"""

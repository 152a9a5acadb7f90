//! Error types for idlesweep-core.

use thiserror::Error;

/// Result type alias using idlesweep-core Error
pub type Result<T> = std::result::Result<T, Error>;

/// Core error types for sweep operations
#[derive(Error, Debug)]
pub enum Error {
    // Transport errors
    #[error("HTTP error: {0}")]
    Http(#[from] reqwest::Error),

    #[error("API error {status}: {message}")]
    Api { status: u16, message: String },

    // Directory errors
    #[error("Session not found: {0}")]
    SessionNotFound(String),

    // Event payload errors
    #[error("Invalid alarm event: {0}")]
    InvalidEvent(String),

    // Configuration errors
    #[error("Configuration error: {0}")]
    Config(String),

    // IO errors
    #[error("IO error: {0}")]
    Io(#[from] std::io::Error),

    // Serialization errors
    #[error("Serialization error: {0}")]
    Serialization(#[from] serde_json::Error),

    // Generic errors
    #[error("{0}")]
    Other(String),
}

impl Error {
    /// Create an API error from a status code and response body
    pub fn api(status: u16, message: impl Into<String>) -> Self {
        Self::Api {
            status,
            message: message.into(),
        }
    }

    /// Whether a retry could plausibly succeed.
    ///
    /// Covers network-level failures and throttling/server-side status codes.
    /// Everything else is handed to the caller on the first attempt.
    pub fn is_transient(&self) -> bool {
        match self {
            Error::Http(e) => e.is_timeout() || e.is_connect(),
            Error::Api { status, .. } => *status == 429 || *status >= 500,
            _ => false,
        }
    }
}

#[cfg(test)]
mod tests {
    use super::*;

    #[test]
    fn test_throttling_is_transient() {
        assert!(Error::api(429, "slow down").is_transient());
        assert!(Error::api(503, "unavailable").is_transient());
    }

    #[test]
    fn test_client_errors_are_not_transient() {
        assert!(!Error::api(400, "bad request").is_transient());
        assert!(!Error::SessionNotFound("canvas/default".into()).is_transient());
        assert!(!Error::InvalidEvent("missing field".into()).is_transient());
    }
}
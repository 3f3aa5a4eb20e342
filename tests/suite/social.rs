//! Session lifecycle and the follow graph.

use serde_json::json;
use wiremock::matchers::{body_json, method, path, query_param};
use wiremock::{Mock, MockServer, ResponseTemplate};

use lokitos_backend::BackendError;
use lokitos_types::{Notification, Route, UserId, unread_count};

use crate::common::{VIEWER, author, client, sign_in};

#[tokio::test]
async fn follow_then_check() {
    let server = MockServer::start().await;
    let backend = client(&server);
    sign_in(&server, &backend).await;

    Mock::given(method("POST"))
        .and(path("/rest/v1/follows"))
        .and(body_json(json!({"follower_id": VIEWER, "following_id": "u1"})))
        .respond_with(ResponseTemplate::new(201))
        .expect(1)
        .mount(&server)
        .await;
    Mock::given(method("GET"))
        .and(path("/rest/v1/follows"))
        .and(query_param("following_id", "eq.u1"))
        .respond_with(ResponseTemplate::new(200).set_body_json(json!([{"follower_id": VIEWER}])))
        .mount(&server)
        .await;

    let target = UserId::new("u1");
    backend.follow(&target).await.unwrap();
    assert!(backend.is_following(&target).await.unwrap());

    let err = backend.follow(&UserId::new(VIEWER)).await.unwrap_err();
    assert!(matches!(err, BackendError::SelfFollow));
}

#[tokio::test]
async fn signed_out_viewer_follows_nobody() {
    let server = MockServer::start().await;
    let backend = client(&server);
    sign_in(&server, &backend).await;
    Mock::given(method("POST"))
        .and(path("/auth/v1/logout"))
        .respond_with(ResponseTemplate::new(204))
        .expect(1)
        .mount(&server)
        .await;

    let mut changes = backend.session().subscribe();
    backend.sign_out().await;

    assert!(changes.has_changed().unwrap());
    assert!(changes.borrow_and_update().is_none());
    assert!(!backend.is_following(&UserId::new("u1")).await.unwrap());
}

#[tokio::test]
async fn profile_lookup_and_stats() {
    let server = MockServer::start().await;
    Mock::given(method("GET"))
        .and(path("/rest/v1/profiles"))
        .and(query_param("handle", "ilike.*riquelme*"))
        .respond_with(ResponseTemplate::new(200).set_body_json(json!([author()])))
        .expect(1)
        .mount(&server)
        .await;
    Mock::given(method("POST"))
        .and(path("/rest/v1/rpc/profile_stats"))
        .and(body_json(json!({"profile_id": "u1"})))
        .respond_with(ResponseTemplate::new(200).set_body_json(json!({
            "posts_count": 10,
            "followers_count": 1997,
            "following_count": 3
        })))
        .expect(1)
        .mount(&server)
        .await;

    let backend = client(&server);
    let found = backend.search_profiles("(riquelme*)", 5).await.unwrap();
    assert_eq!(found.len(), 1);
    assert_eq!(found[0].label(), "Román");

    let stats = backend.profile_stats(&found[0].id).await.unwrap();
    assert_eq!(stats.followers_count, 1997);
}

#[tokio::test]
async fn notifications_link_back_to_content() {
    let server = MockServer::start().await;
    let backend = client(&server);
    sign_in(&server, &backend).await;

    Mock::given(method("GET"))
        .and(path("/rest/v1/notifications"))
        .and(query_param("recipient_id", format!("eq.{VIEWER}")))
        .respond_with(ResponseTemplate::new(200).set_body_json(json!([
            {
                "id": "n1",
                "kind": "comment",
                "actor_handle": "palermo",
                "post_id": "p7",
                "created_at": "2024-05-02T10:00:00Z",
                "read": false
            },
            {
                "id": "n2",
                "kind": "follow",
                "actor_handle": "bianchi",
                "created_at": "2024-05-01T10:00:00Z",
                "read": true
            }
        ])))
        .expect(1)
        .mount(&server)
        .await;

    let list: Vec<Notification> = backend.notifications(20).await.unwrap();
    assert_eq!(unread_count(&list), 1);
    assert_eq!(list[0].target(), Route::parse("/post/p7").unwrap());
    assert_eq!(list[1].target(), Route::Profile("bianchi".to_string()));
}
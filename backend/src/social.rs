//! Follow graph and profile lookups.

use serde::Serialize;
use serde::de::IgnoredAny;

use lokitos_types::{Profile, ProfileStats, UserId};

use crate::BackendError;
use crate::client::{Attempts, BackendClient, eq};

#[derive(Serialize)]
struct FollowRow<'a> {
    follower_id: &'a UserId,
    following_id: &'a UserId,
}

#[derive(Serialize)]
struct SuggestedArgs<'a> {
    viewer_id: Option<&'a UserId>,
    limit: usize,
}

#[derive(Serialize)]
struct StatsArgs<'a> {
    profile_id: &'a UserId,
}

#[derive(Serialize)]
struct HandleArgs<'a> {
    handle: &'a str,
}

/// Strip characters with meaning in a PostgREST filter so user input stays a plain pattern.
fn sanitize_search(query: &str) -> String {
    query
        .chars()
        .filter(|c| !matches!(c, '*' | ',' | '(' | ')' | '%'))
        .collect::<String>()
        .trim()
        .to_string()
}

impl BackendClient {
    pub async fn follow(&self, target: &UserId) -> Result<(), BackendError> {
        let viewer = self.require_viewer()?;
        if &viewer == target {
            return Err(BackendError::SelfFollow);
        }
        let row = FollowRow {
            follower_id: &viewer,
            following_id: target,
        };
        self.insert_ignoring_duplicates("follows", &row).await?;
        tracing::debug!(user_id = %target, "Followed");
        Ok(())
    }

    pub async fn unfollow(&self, target: &UserId) -> Result<(), BackendError> {
        let viewer = self.require_viewer()?;
        self.delete_where(
            "follows",
            &[("follower_id", eq(&viewer)), ("following_id", eq(target))],
        )
        .await?;
        tracing::debug!(user_id = %target, "Unfollowed");
        Ok(())
    }

    /// Whether the viewer follows `target`. Always false when signed out.
    pub async fn is_following(&self, target: &UserId) -> Result<bool, BackendError> {
        let Some(viewer) = self.current_viewer() else {
            return Ok(false);
        };
        let rows: Vec<IgnoredAny> = self
            .select(
                "follows",
                &[
                    ("follower_id", eq(&viewer)),
                    ("following_id", eq(target)),
                    ("select", "follower_id".to_string()),
                ],
            )
            .await?;
        Ok(!rows.is_empty())
    }

    pub async fn suggested_users(&self, limit: usize) -> Result<Vec<Profile>, BackendError> {
        let viewer = self.current_viewer();
        let args = SuggestedArgs {
            viewer_id: viewer.as_ref(),
            limit,
        };
        self.rpc("suggested_users", &args, Attempts::Retry).await
    }

    /// Case-insensitive substring search on handles. A blank query matches nothing.
    pub async fn search_profiles(
        &self,
        query: &str,
        limit: usize,
    ) -> Result<Vec<Profile>, BackendError> {
        let pattern = sanitize_search(query);
        if pattern.is_empty() {
            return Ok(Vec::new());
        }
        self.select(
            "profiles",
            &[
                ("handle", format!("ilike.*{pattern}*")),
                ("limit", limit.to_string()),
            ],
        )
        .await
    }

    pub async fn profile_stats(&self, profile: &UserId) -> Result<ProfileStats, BackendError> {
        let args = StatsArgs {
            profile_id: profile,
        };
        self.rpc("profile_stats", &args, Attempts::Retry).await
    }

    pub async fn followers(&self, handle: &str) -> Result<Vec<Profile>, BackendError> {
        self.rpc("followers", &HandleArgs { handle }, Attempts::Retry)
            .await
    }

    pub async fn following(&self, handle: &str) -> Result<Vec<Profile>, BackendError> {
        self.rpc("following", &HandleArgs { handle }, Attempts::Retry)
            .await
    }
}
//! Feed items: text posts and vertical videos.

use std::fmt;

use chrono::{DateTime, Utc};
use serde::{Deserialize, Serialize};

use crate::{ItemId, Profile, VoteTally};

/// Which paginated source a feed reads from.
#[derive(Debug, Clone, Copy, PartialEq, Eq, Hash, Serialize, Deserialize)]
#[serde(rename_all = "lowercase")]
pub enum FeedKind {
    Posts,
    Videos,
}

impl FeedKind {
    #[must_use]
    pub const fn as_str(self) -> &'static str {
        match self {
            Self::Posts => "posts",
            Self::Videos => "videos",
        }
    }
}

impl fmt::Display for FeedKind {
    fn fmt(&self, f: &mut fmt::Formatter<'_>) -> fmt::Result {
        f.write_str(self.as_str())
    }
}

/// An entry the feed buffer can hold.
///
/// The buffer only looks at `id`; everything else is payload for the renderer.
pub trait FeedItem {
    fn id(&self) -> &ItemId;

    /// Optimistic local `+1` applied when the item becomes active.
    fn record_local_view(&mut self) {}
}

#[derive(Debug, Clone, Copy, PartialEq, Eq, Hash, Serialize, Deserialize)]
#[serde(rename_all = "lowercase")]
pub enum MediaKind {
    Image,
    Video,
}

impl MediaKind {
    #[must_use]
    pub const fn as_str(self) -> &'static str {
        match self {
            Self::Image => "image",
            Self::Video => "video",
        }
    }
}

impl fmt::Display for MediaKind {
    fn fmt(&self, f: &mut fmt::Formatter<'_>) -> fmt::Result {
        f.write_str(self.as_str())
    }
}

#[derive(Debug, Clone, PartialEq, Eq, Serialize, Deserialize)]
pub struct Post {
    pub id: ItemId,
    pub author: Profile,
    #[serde(default)]
    pub content: String,
    #[serde(default)]
    pub media_url: Option<String>,
    #[serde(default)]
    pub media_kind: Option<MediaKind>,
    pub created_at: DateTime<Utc>,
    #[serde(flatten)]
    pub votes: VoteTally,
    #[serde(default)]
    pub comments_count: u64,
    #[serde(default)]
    pub views_count: u64,
}

impl FeedItem for Post {
    fn id(&self) -> &ItemId {
        &self.id
    }

    fn record_local_view(&mut self) {
        self.views_count = self.views_count.saturating_add(1);
    }
}

#[derive(Debug, Clone, PartialEq, Eq, Serialize, Deserialize)]
pub struct Video {
    pub id: ItemId,
    pub author: Profile,
    pub video_url: String,
    #[serde(default)]
    pub caption: String,
    #[serde(default)]
    pub thumbnail_url: Option<String>,
    pub created_at: DateTime<Utc>,
    #[serde(flatten)]
    pub votes: VoteTally,
    #[serde(default)]
    pub comments_count: u64,
    #[serde(default)]
    pub views_count: u64,
}

impl FeedItem for Video {
    fn id(&self) -> &ItemId {
        &self.id
    }

    fn record_local_view(&mut self) {
        self.views_count = self.views_count.saturating_add(1);
    }
}
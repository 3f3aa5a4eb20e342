//! Lokitos CLI - headless client for the LokitosXelFutbol backend.
//!
//! Each argument is a route (`/para-ti`, `/video/<id>`, `/post/<id>`,
//! `/user/<handle>`, ...). Routes are opened in order within one session, so
//! returning to a feed picks up where the previous visit stopped.
//!
//! ```text
//! lokitos [--steps N] [ROUTE...]
//! lokitos notifications
//! ```
//!
//! Credentials come from `LOKITOS_EMAIL` and `LOKITOS_PASSWORD`; the backend
//! from `~/.lokitos/config.toml` or `LOKITOS_BACKEND_URL`/`LOKITOS_ANON_KEY`.

mod app;
mod settings;

use std::{
    env,
    fs::{self, OpenOptions},
    io::stdout,
    path::PathBuf,
    sync::Mutex,
};

use anyhow::{Context, Result, bail};
use tracing_subscriber::{EnvFilter, fmt, prelude::*};

use lokitos_backend::BackendClient;
use lokitos_config::LokitosConfig;
use lokitos_types::Route;

use crate::app::App;
use crate::settings::Settings;

const EMAIL_ENV: &str = "LOKITOS_EMAIL";
const PASSWORD_ENV: &str = "LOKITOS_PASSWORD";
const DEFAULT_STEPS: usize = 10;
const NOTIFICATION_LIMIT: usize = 30;

fn init_tracing() {
    let env_filter = EnvFilter::try_from_default_env()
        .or_else(|_| EnvFilter::try_new("info"))
        .unwrap_or_else(|_| EnvFilter::new("warn"));

    let (log_file, init_warnings) = open_log_file();

    if let Some((log_path, file)) = log_file {
        tracing_subscriber::registry()
            .with(fmt::layer().with_ansi(false).with_writer(Mutex::new(file)))
            .with(env_filter)
            .init();

        tracing::info!(path = %log_path.display(), "Logging initialized");
        for warning in init_warnings {
            tracing::warn!("{warning}");
        }
        return;
    }

    // Stdout carries the screens; logs go to stderr when no file is writable.
    tracing_subscriber::registry()
        .with(fmt::layer().with_writer(std::io::stderr))
        .with(env_filter)
        .init();
    for warning in init_warnings {
        tracing::warn!("{warning}");
    }
}

fn open_log_file() -> (Option<(PathBuf, std::fs::File)>, Vec<String>) {
    let mut warnings = Vec::new();

    for candidate in log_file_candidates() {
        if let Some(parent) = candidate.parent()
            && let Err(e) = fs::create_dir_all(parent)
        {
            warnings.push(format!(
                "Failed to create log dir {}: {e}",
                parent.display()
            ));
            continue;
        }

        match OpenOptions::new()
            .create(true)
            .append(true)
            .open(&candidate)
        {
            Ok(file) => return (Some((candidate, file)), warnings),
            Err(e) => {
                warnings.push(format!(
                    "Failed to open log file {}: {e}",
                    candidate.display()
                ));
            }
        }
    }

    (None, warnings)
}

fn log_file_candidates() -> Vec<PathBuf> {
    let mut candidates = Vec::new();

    // Primary: ~/.lokitos/logs/lokitos.log
    if let Some(dir) = lokitos_config::data_dir() {
        candidates.push(dir.join("logs").join("lokitos.log"));
    }

    // Fallback: ./.lokitos/logs/lokitos.log
    candidates.push(PathBuf::from(".lokitos").join("logs").join("lokitos.log"));

    candidates
}

#[derive(Debug, PartialEq, Eq)]
enum Command {
    Browse { steps: usize, routes: Vec<Route> },
    Notifications,
}

fn parse_args(args: impl IntoIterator<Item = String>) -> Result<Command> {
    let mut steps = DEFAULT_STEPS;
    let mut routes = Vec::new();
    let mut args = args.into_iter();

    while let Some(arg) = args.next() {
        match arg.as_str() {
            "notifications" | "notificaciones" => return Ok(Command::Notifications),
            "--steps" | "-n" => {
                let Some(value) = args.next() else {
                    bail!("{arg} needs a number");
                };
                steps = value
                    .parse()
                    .with_context(|| format!("invalid step count {value:?}"))?;
            }
            path => routes.push(Route::parse(path)?),
        }
    }

    if routes.is_empty() {
        routes.push(Route::ForYou);
    }
    Ok(Command::Browse { steps, routes })
}

#[tokio::main]
async fn main() -> Result<()> {
    init_tracing();

    let command = parse_args(env::args().skip(1))?;
    let config = LokitosConfig::load()?.unwrap_or_default();
    let settings = Settings::from_config(&config)?;
    let client = BackendClient::new(settings.backend.clone())?;

    let steps = match &command {
        Command::Browse { steps, .. } => *steps,
        Command::Notifications => 0,
    };
    let mut app = App::new(client, &settings, steps, stdout().lock());

    if let (Ok(email), Ok(password)) = (env::var(EMAIL_ENV), env::var(PASSWORD_ENV)) {
        app.sign_in(&email, &password).await?;
    }

    let result = match command {
        Command::Browse { routes, .. } => {
            let mut result = Ok(());
            for route in &routes {
                result = app.open(route).await;
                if result.is_err() {
                    break;
                }
            }
            result
        }
        Command::Notifications => app.show_notifications(NOTIFICATION_LIMIT).await,
    };

    // Also flushes view registrations still in flight.
    app.sign_out().await;
    result
}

"""

What the task asks ▸
The result should be every line that contains "LokitosConfig", copied from the entries.

Solution to this task ▸
use lokitos_config::LokitosConfig;
    let config = LokitosConfig::load()?.unwrap_or_default();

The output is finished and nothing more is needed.